-- Working data --
>>
//! Stat randomization entry points.
//!
//! The caller picks a mode per creature and, for family-aware modes, walks
//! each family ancestors-first; every method here is a single one-creature
//! (or one parent→child) step. All randomness comes from the `rng` argument,
//! drawn in the order documented on each method.

use tracing::debug;

use crate::bst::{TotalSource, boss_total, pick_total};
use crate::config::StatsConfig;
use crate::dex::Dex;
use crate::distribute::{
    PermutationTable, StatDiff, StatPermutation, diffed_from, distribute, scaled_from,
    within_total,
};
use crate::entity::{BaseStats, SpeciesId};
use crate::error::DexResult;
use crate::family::FamilyDepths;
use crate::rng::StatRng;
use crate::weights::RoleWeights;

impl Dex {
    /// Decide where a creature's next total comes from.
    ///
    /// Checked in order: totals not following evolutions, mega form (first
    /// incoming mega edge), alternate form, fully evolved, mid-chain.
    pub fn total_source(&self, id: SpeciesId, config: &StatsConfig) -> DexResult<TotalSource> {
        self.total_source_with(id, config, &mut FamilyDepths::new())
    }

    /// [`total_source`](Self::total_source) reusing a depth memo across calls.
    pub fn total_source_with(
        &self,
        id: SpeciesId,
        config: &StatsConfig,
        depths: &mut FamilyDepths,
    ) -> DexResult<TotalSource> {
        let creature = self.creature(id)?;

        if !config.follow_evolutions {
            return Ok(TotalSource::Unconstrained);
        }
        if let Some(mega) = creature.mega_evolutions_to.first() {
            return Ok(TotalSource::Mega {
                base_total: self.creature(mega.from)?.bst(),
            });
        }
        if let Some(base) = creature.base_forme {
            return Ok(TotalSource::AlternateForm {
                base_total: self.creature(base)?.bst(),
            });
        }

        let mut next_stage_min: Option<i32> = None;
        for evo in &creature.evolutions_from {
            let total = self.creature(evo.to)?.bst();
            next_stage_min = Some(next_stage_min.map_or(total, |min| min.min(total)));
        }
        Ok(match next_stage_min {
            None => TotalSource::FullyEvolved,
            Some(next_stage_min) => TotalSource::MidChain {
                next_stage_min,
                depth: depths.toward_terminal(self, id),
            },
        })
    }

    /// Re-split the creature's current total with uniform weights.
    ///
    /// Draws six doubles per attempt (five for the HP-locked creature),
    /// retrying until every stat fits in a byte.
    pub fn generate_independent_stats(
        &mut self,
        id: SpeciesId,
        rng: &mut impl StatRng,
    ) -> DexResult<BaseStats> {
        let creature = self.creature_mut(id)?;
        let total = creature.bst();
        creature.stats = within_total(total, rng, creature.is_hp_locked());
        debug!(species = %id, total, stats = ?creature.stats, "independent stats");
        Ok(creature.stats)
    }

    /// New total from [`total_source`](Self::total_source), split by
    /// role-skewed weights.
    ///
    /// Draws: the total (see [`crate::bst`]), then seven doubles for
    /// [`RoleWeights::draw`].
    pub fn generate_following_evolution_stats(
        &mut self,
        id: SpeciesId,
        rng: &mut impl StatRng,
        config: &StatsConfig,
    ) -> DexResult<BaseStats> {
        let source = self.total_source(id, config)?;
        let total = pick_total(rng, source, config);
        let stats = self.distribute_role_weighted(id, total, rng)?;
        debug!(species = %id, ?source, total, ?stats, "log-normal stats");
        Ok(stats)
    }

    /// Boss-level total split by role-skewed weights.
    ///
    /// Draws: one bounded int for the total, then seven doubles.
    pub fn generate_boss_stats(
        &mut self,
        id: SpeciesId,
        rng: &mut impl StatRng,
        config: &StatsConfig,
    ) -> DexResult<BaseStats> {
        self.creature(id)?;
        let total = boss_total(rng, config);
        let stats = self.distribute_role_weighted(id, total, rng)?;
        debug!(species = %id, total, ?stats, "boss stats");
        Ok(stats)
    }

    fn distribute_role_weighted(
        &mut self,
        id: SpeciesId,
        total: i32,
        rng: &mut impl StatRng,
    ) -> DexResult<BaseStats> {
        let creature = self.creature_mut(id)?;
        let drawn = RoleWeights::draw(rng);
        creature.stats = distribute(total, &drawn.weights, creature.is_hp_locked());
        Ok(creature.stats)
    }

    /// Shuffle the creature's recorded permutation (five draws) and apply it
    /// to its unshuffled stats. The new permutation is recorded in `table`
    /// and returned, so it always maps the unshuffled record to the current
    /// one. The HP-locked creature keeps its HP slot in place.
    pub fn shuffle_stats(
        &mut self,
        id: SpeciesId,
        rng: &mut impl StatRng,
        table: &mut PermutationTable,
    ) -> DexResult<StatPermutation> {
        let creature = self.creature_mut(id)?;
        let previous = table.get(id);
        let mut permutation = previous.shuffled(rng);
        if creature.is_hp_locked() {
            permutation = permutation.with_hp_fixed();
        }
        let unshuffled = previous.inverse().apply(&creature.stats);
        creature.stats = permutation.apply(&unshuffled);
        table.set(id, permutation);
        debug!(species = %id, order = ?permutation.order(), "shuffled stats");
        Ok(permutation)
    }

    /// Bring an evolution onto its ancestor's permutation.
    ///
    /// Undoes whatever permutation `table` records for `id`, then applies the
    /// ancestor's, and records that for `id`. For the HP-locked creature the
    /// ancestor's order is applied with HP held in place. No draws.
    pub fn propagate_shuffle_to_evolution(
        &mut self,
        id: SpeciesId,
        ancestor: SpeciesId,
        table: &mut PermutationTable,
    ) -> DexResult<()> {
        self.creature(ancestor)?;
        let creature = self.creature_mut(id)?;
        let mut inherited = table.get(ancestor);
        if creature.is_hp_locked() {
            inherited = inherited.with_hp_fixed();
        }
        let unshuffled = table.get(id).inverse().apply(&creature.stats);
        creature.stats = inherited.apply(&unshuffled);
        table.set(id, inherited);
        Ok(())
    }

    /// Rescale the ancestor's stats to this creature's current total.
    /// HP stays at 1 for the HP-locked creature. No draws.
    pub fn scale_stats_from_ancestor(
        &mut self,
        id: SpeciesId,
        ancestor: SpeciesId,
    ) -> DexResult<BaseStats> {
        let ancestor_stats = self.creature(ancestor)?.stats;
        let creature = self.creature_mut(id)?;
        let hp_locked = creature.is_hp_locked();
        creature.stats = scaled_from(&ancestor_stats, creature.bst(), hp_locked);
        Ok(creature.stats)
    }

    /// Ancestor's stats plus this creature's extra total, split by six
    /// uniform draws (five for the HP-locked creature, whose HP stays at 1).
    /// Returns the unclamped shares.
    pub fn diff_stats_from_ancestor(
        &mut self,
        id: SpeciesId,
        ancestor: SpeciesId,
        rng: &mut impl StatRng,
    ) -> DexResult<StatDiff> {
        let ancestor_stats = self.creature(ancestor)?.stats;
        let creature = self.creature_mut(id)?;
        let (stats, diff) =
            diffed_from(&ancestor_stats, creature.bst(), rng, creature.is_hp_locked());
        creature.stats = stats;
        Ok(diff)
    }
}
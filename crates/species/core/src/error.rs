//! Error types for species-core.
//!
//! Stat randomization itself never fails: retries and the bounded correction
//! loop degrade silently. The only errors come from resolving ids against a
//! [`Dex`](crate::Dex) or from inserting records and edges into it.

use crate::entity::SpeciesId;

/// Severity level of an error, used for categorization and recovery strategies.
///
/// - **Validation**: Invalid input that should be rejected without retry
/// - **Internal**: Unexpected state inconsistencies that require investigation
#[derive(Clone, Copy, Debug, PartialEq, Eq, Hash)]
#[cfg_attr(feature = "serde", derive(serde::Serialize, serde::Deserialize))]
pub enum ErrorSeverity {
    /// Invalid input, should not retry without changes.
    ///
    /// Examples: duplicate species, edge closing a cycle
    Validation,

    /// Unexpected state inconsistency.
    ///
    /// Examples: an edge or form link naming a species the dex never saw
    Internal,
}

impl ErrorSeverity {
    /// Returns a human-readable description of this severity level.
    pub const fn as_str(&self) -> &'static str {
        match self {
            Self::Validation => "validation",
            Self::Internal => "internal",
        }
    }

    /// Returns true if this error indicates an internal bug.
    pub const fn is_internal(&self) -> bool {
        matches!(self, Self::Internal)
    }
}

/// Errors raised by [`Dex`](crate::Dex) lookups and graph insertion.
#[derive(Clone, Debug, PartialEq, Eq, thiserror::Error)]
#[cfg_attr(feature = "serde", derive(serde::Serialize, serde::Deserialize))]
pub enum DexError {
    /// No creature registered under this id.
    #[error("unknown species {0}")]
    UnknownSpecies(SpeciesId),

    /// A creature with this id is already registered.
    #[error("species {0} is already registered")]
    DuplicateSpecies(SpeciesId),

    /// An evolution edge from a creature to itself.
    #[error("species {0} cannot evolve into itself")]
    SelfEvolution(SpeciesId),

    /// The edge would make the evolution graph cyclic.
    #[error("evolution {from} -> {to} would close a cycle")]
    EvolutionCycle {
        /// Pre-evolution.
        from: SpeciesId,
        /// Evolution.
        to: SpeciesId,
    },
}

impl DexError {
    pub const fn severity(&self) -> ErrorSeverity {
        match self {
            Self::UnknownSpecies(_) => ErrorSeverity::Internal,
            Self::DuplicateSpecies(_) | Self::SelfEvolution(_) | Self::EvolutionCycle { .. } => {
                ErrorSeverity::Validation
            }
        }
    }

    /// Static identifier for this error variant.
    pub const fn error_code(&self) -> &'static str {
        match self {
            Self::UnknownSpecies(_) => "DEX_UNKNOWN_SPECIES",
            Self::DuplicateSpecies(_) => "DEX_DUPLICATE_SPECIES",
            Self::SelfEvolution(_) => "DEX_SELF_EVOLUTION",
            Self::EvolutionCycle { .. } => "DEX_EVOLUTION_CYCLE",
        }
    }
}

pub type DexResult<T> = Result<T, DexError>;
<<
-- What is expected --
Out of the preceding entries, pull each line that contains the word "five".

-- Solution to this exercise --
    /// Draws six doubles per attempt (five for the HP-locked creature),
    /// Shuffle the creature's recorded permutation (five draws) and apply it
    /// uniform draws (five for the HP-locked creature, whose HP stays at 1).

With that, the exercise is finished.